STUDY MATERIAL:

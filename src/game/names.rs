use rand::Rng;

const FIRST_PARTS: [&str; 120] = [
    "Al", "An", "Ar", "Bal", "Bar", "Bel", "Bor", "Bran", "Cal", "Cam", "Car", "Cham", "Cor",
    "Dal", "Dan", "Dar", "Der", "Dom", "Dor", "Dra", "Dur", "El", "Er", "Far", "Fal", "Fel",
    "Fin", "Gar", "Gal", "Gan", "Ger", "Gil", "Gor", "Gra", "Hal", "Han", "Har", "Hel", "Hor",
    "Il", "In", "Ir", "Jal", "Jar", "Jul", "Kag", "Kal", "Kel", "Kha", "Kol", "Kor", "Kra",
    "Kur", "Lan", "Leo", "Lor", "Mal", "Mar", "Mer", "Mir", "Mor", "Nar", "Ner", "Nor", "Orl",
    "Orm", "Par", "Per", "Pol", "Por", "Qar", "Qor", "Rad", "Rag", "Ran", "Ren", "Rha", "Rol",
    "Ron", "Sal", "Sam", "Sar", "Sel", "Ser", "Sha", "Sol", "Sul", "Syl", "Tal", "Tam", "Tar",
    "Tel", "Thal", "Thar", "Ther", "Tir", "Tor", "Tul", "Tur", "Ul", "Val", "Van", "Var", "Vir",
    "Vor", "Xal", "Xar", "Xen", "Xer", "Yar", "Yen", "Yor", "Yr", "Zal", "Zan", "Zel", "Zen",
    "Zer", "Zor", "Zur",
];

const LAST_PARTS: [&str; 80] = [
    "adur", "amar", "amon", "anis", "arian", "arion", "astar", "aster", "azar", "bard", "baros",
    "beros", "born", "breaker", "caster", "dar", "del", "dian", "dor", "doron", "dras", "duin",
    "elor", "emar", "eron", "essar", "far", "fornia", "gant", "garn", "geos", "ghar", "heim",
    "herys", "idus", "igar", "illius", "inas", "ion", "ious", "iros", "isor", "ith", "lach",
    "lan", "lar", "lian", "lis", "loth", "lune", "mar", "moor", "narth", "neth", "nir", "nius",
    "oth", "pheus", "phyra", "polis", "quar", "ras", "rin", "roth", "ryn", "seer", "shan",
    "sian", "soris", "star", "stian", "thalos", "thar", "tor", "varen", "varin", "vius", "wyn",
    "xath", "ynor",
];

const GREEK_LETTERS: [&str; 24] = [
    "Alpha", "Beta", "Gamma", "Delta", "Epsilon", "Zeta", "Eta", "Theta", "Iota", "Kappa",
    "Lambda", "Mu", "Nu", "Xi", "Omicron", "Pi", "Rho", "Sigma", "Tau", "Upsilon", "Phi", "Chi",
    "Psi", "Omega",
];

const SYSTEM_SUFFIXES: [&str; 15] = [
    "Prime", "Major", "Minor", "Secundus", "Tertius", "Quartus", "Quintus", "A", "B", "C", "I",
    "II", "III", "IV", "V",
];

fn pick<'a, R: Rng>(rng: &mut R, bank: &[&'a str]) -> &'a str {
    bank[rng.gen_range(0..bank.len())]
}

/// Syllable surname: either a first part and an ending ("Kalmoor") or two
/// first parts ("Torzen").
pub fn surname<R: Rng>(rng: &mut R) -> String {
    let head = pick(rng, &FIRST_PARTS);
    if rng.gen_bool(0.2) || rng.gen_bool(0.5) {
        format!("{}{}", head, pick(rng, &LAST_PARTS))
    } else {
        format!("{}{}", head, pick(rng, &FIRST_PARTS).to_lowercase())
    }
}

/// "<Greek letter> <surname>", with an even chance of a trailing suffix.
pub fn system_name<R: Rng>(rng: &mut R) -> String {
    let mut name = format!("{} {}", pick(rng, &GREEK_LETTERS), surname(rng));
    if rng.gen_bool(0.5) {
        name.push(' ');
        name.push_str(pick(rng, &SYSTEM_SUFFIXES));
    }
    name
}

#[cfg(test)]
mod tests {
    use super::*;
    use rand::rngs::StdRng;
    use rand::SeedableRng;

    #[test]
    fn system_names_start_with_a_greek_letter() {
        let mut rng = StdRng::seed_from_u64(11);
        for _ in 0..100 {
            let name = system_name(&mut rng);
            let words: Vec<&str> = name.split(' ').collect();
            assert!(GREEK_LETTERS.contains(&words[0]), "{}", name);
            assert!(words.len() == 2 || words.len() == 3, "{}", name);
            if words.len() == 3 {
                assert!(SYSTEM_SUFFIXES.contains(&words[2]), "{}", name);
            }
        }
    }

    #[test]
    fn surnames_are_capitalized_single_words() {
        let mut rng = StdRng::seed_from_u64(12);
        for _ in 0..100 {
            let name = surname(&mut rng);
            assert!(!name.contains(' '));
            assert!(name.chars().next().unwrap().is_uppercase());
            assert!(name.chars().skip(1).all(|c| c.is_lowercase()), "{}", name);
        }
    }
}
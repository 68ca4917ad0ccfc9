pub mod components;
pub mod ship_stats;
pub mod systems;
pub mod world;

* * *

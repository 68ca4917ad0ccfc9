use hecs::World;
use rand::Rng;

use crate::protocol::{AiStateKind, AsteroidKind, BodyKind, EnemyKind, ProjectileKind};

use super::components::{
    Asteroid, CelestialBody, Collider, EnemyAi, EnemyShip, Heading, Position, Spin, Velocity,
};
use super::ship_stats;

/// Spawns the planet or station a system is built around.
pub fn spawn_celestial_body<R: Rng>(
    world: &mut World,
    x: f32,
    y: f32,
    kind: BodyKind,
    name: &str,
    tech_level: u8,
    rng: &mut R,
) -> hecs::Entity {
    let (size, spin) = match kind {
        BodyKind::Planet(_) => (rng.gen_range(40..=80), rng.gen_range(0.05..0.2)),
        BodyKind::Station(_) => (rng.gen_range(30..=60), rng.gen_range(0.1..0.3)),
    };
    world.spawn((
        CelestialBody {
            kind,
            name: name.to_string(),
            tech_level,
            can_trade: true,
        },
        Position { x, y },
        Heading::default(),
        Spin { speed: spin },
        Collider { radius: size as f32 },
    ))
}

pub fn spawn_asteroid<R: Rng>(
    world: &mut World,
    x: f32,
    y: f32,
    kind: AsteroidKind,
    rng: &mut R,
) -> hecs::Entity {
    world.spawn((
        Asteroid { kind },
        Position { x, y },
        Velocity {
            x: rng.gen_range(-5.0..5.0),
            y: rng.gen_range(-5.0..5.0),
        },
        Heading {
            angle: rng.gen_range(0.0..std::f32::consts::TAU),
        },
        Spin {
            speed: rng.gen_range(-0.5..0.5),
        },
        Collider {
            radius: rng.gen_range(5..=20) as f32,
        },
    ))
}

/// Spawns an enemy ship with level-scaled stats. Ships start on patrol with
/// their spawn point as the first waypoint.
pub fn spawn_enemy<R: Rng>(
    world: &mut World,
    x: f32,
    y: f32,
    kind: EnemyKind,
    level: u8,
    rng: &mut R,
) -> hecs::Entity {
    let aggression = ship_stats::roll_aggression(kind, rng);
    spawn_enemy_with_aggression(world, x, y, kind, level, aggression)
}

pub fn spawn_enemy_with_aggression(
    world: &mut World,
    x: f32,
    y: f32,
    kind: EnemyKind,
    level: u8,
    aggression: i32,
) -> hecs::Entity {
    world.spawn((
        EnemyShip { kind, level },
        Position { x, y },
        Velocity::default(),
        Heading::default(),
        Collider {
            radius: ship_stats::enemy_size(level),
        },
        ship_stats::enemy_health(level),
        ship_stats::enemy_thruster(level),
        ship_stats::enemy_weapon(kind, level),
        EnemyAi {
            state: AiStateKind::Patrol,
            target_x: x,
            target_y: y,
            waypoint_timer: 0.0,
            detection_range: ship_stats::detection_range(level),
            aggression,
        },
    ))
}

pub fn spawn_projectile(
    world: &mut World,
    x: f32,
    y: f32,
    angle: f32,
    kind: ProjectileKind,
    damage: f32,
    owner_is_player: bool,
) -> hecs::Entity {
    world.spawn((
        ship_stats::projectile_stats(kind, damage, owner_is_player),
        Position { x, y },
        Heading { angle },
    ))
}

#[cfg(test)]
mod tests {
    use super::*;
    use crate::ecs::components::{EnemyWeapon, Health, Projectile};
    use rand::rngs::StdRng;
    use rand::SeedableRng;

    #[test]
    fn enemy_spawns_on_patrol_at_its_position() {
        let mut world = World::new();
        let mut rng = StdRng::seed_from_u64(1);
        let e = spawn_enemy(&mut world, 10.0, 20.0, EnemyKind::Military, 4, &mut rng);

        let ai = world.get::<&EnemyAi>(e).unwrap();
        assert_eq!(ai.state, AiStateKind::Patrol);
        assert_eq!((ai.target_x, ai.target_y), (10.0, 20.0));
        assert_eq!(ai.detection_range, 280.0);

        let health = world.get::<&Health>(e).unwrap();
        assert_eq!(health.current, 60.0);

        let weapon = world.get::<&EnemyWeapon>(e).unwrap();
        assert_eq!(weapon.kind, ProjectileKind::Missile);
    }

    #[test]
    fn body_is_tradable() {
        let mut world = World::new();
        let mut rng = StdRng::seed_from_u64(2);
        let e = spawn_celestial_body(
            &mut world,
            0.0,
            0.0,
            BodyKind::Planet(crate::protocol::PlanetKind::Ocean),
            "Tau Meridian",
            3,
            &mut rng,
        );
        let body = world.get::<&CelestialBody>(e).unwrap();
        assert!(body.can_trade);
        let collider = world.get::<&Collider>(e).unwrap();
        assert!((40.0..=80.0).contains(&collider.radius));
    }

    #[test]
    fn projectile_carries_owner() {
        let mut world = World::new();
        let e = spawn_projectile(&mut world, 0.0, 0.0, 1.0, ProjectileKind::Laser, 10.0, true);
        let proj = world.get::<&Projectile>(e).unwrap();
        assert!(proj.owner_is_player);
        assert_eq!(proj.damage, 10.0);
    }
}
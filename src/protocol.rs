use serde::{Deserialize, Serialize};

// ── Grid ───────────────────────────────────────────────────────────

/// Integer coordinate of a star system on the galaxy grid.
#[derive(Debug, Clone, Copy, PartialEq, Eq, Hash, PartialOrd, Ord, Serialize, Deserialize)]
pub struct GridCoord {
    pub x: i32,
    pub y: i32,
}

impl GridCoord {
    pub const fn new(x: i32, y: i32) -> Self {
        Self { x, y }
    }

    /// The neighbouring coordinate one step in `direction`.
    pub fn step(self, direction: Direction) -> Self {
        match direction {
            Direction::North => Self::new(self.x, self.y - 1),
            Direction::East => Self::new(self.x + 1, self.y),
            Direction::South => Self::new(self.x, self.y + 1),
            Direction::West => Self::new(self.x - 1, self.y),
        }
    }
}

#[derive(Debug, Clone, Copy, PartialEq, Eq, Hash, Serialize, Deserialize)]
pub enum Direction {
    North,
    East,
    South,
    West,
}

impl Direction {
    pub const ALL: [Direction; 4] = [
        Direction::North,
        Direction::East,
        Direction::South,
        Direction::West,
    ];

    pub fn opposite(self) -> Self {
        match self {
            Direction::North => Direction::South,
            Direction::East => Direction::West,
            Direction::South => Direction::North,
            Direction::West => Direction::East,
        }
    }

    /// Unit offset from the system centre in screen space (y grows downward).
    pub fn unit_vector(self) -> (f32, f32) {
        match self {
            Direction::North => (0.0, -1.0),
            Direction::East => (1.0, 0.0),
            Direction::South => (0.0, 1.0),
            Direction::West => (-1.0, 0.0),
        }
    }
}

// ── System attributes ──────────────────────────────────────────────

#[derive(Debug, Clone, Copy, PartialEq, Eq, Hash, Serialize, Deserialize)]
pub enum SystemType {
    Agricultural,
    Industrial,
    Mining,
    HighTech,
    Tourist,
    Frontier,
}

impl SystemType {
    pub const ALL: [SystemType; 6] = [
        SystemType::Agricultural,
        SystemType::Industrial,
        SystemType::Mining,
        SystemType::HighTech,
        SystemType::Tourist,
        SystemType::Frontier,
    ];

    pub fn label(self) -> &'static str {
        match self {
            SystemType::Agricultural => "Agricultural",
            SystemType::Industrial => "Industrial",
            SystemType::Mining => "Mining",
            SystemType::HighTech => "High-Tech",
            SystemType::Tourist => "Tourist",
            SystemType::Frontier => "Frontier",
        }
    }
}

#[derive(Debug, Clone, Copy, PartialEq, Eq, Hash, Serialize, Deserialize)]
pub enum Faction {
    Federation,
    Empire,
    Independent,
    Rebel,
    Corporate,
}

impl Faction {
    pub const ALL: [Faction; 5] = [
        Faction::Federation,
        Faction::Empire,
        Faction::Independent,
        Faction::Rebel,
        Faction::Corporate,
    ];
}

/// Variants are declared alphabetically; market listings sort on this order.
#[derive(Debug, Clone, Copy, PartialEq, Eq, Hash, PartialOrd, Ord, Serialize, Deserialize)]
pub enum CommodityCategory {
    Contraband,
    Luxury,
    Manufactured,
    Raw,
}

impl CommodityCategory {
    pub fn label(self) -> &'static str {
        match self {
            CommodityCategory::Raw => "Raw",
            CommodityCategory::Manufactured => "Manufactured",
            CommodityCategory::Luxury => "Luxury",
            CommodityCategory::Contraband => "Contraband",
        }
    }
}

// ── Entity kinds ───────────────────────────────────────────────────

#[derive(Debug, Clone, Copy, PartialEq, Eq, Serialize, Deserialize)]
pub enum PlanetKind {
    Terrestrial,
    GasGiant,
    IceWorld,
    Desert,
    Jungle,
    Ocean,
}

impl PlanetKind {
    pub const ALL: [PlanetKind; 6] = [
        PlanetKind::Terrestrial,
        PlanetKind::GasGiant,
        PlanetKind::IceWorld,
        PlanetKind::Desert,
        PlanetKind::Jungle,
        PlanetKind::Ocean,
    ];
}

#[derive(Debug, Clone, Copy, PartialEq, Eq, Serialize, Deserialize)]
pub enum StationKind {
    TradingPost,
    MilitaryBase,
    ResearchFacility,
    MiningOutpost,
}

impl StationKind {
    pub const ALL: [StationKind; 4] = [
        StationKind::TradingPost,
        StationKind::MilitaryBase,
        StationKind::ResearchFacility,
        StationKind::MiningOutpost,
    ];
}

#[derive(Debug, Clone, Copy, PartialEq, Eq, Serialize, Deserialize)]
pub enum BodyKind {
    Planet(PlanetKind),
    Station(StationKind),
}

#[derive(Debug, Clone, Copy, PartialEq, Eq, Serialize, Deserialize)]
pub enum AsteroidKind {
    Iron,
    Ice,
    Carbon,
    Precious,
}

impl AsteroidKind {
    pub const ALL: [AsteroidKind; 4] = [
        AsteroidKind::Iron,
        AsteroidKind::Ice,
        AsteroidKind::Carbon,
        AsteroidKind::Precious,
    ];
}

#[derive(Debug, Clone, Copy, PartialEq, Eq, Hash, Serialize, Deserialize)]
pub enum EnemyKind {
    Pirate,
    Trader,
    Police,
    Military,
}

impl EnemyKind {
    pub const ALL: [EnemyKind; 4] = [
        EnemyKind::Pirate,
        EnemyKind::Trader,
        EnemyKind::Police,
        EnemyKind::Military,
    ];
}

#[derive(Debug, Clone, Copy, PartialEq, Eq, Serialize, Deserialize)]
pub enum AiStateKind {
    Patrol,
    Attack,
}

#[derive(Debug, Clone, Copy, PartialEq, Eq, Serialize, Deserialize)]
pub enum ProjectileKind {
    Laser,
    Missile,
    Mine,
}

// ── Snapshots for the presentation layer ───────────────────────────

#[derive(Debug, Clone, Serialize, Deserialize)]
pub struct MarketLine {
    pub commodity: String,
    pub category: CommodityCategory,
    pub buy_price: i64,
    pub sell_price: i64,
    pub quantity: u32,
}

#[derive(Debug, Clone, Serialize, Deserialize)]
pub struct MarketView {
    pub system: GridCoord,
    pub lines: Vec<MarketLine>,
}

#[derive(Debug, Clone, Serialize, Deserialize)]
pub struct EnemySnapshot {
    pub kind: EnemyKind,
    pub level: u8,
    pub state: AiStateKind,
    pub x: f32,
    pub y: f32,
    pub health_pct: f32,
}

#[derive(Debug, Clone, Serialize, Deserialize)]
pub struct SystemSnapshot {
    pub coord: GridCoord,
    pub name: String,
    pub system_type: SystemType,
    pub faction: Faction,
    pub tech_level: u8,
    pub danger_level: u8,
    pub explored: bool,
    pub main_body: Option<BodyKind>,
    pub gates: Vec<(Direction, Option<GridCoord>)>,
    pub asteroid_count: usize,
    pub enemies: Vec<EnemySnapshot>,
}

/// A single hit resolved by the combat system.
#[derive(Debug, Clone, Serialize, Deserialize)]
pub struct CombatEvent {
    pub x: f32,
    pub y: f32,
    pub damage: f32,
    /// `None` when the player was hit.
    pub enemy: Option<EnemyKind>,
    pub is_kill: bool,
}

---

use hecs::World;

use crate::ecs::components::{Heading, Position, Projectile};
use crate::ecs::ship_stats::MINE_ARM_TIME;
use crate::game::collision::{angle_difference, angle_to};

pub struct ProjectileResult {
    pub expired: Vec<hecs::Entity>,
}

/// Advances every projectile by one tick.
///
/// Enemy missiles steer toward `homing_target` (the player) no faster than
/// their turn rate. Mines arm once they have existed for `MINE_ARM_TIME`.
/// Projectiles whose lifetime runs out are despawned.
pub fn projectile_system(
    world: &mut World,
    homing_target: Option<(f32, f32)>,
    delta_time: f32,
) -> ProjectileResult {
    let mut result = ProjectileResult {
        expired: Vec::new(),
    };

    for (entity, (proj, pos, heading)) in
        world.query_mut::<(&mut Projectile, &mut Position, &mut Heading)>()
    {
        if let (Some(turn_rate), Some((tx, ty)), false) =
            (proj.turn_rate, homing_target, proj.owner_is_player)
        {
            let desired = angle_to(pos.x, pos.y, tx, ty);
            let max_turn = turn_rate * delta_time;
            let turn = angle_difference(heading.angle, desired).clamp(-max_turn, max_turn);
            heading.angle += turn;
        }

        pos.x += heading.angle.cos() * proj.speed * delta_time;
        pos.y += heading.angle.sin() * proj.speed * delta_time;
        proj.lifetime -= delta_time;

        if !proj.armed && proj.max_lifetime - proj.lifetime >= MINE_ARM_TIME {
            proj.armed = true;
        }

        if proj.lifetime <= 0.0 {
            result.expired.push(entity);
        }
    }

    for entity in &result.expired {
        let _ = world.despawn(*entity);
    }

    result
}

EXERCISE GOAL: In the listing above, find the line containing "filename src/game/names.rs" and the line containing "const LAST_PARTS: [&str;", then repeat those two lines and everything between them exactly.

RESPONSE BELOW:
filename src/game/names.rs
use rand::Rng;

const FIRST_PARTS: [&str; 120] = [
    "Al", "An", "Ar", "Bal", "Bar", "Bel", "Bor", "Bran", "Cal", "Cam", "Car", "Cham", "Cor",
    "Dal", "Dan", "Dar", "Der", "Dom", "Dor", "Dra", "Dur", "El", "Er", "Far", "Fal", "Fel",
    "Fin", "Gar", "Gal", "Gan", "Ger", "Gil", "Gor", "Gra", "Hal", "Han", "Har", "Hel", "Hor",
    "Il", "In", "Ir", "Jal", "Jar", "Jul", "Kag", "Kal", "Kel", "Kha", "Kol", "Kor", "Kra",
    "Kur", "Lan", "Leo", "Lor", "Mal", "Mar", "Mer", "Mir", "Mor", "Nar", "Ner", "Nor", "Orl",
    "Orm", "Par", "Per", "Pol", "Por", "Qar", "Qor", "Rad", "Rag", "Ran", "Ren", "Rha", "Rol",
    "Ron", "Sal", "Sam", "Sar", "Sel", "Ser", "Sha", "Sol", "Sul", "Syl", "Tal", "Tam", "Tar",
    "Tel", "Thal", "Thar", "Ther", "Tir", "Tor", "Tul", "Tur", "Ul", "Val", "Van", "Var", "Vir",
    "Vor", "Xal", "Xar", "Xen", "Xer", "Yar", "Yen", "Yor", "Yr", "Zal", "Zan", "Zel", "Zen",
    "Zer", "Zor", "Zur",
];

const LAST_PARTS: [&str; 80] = [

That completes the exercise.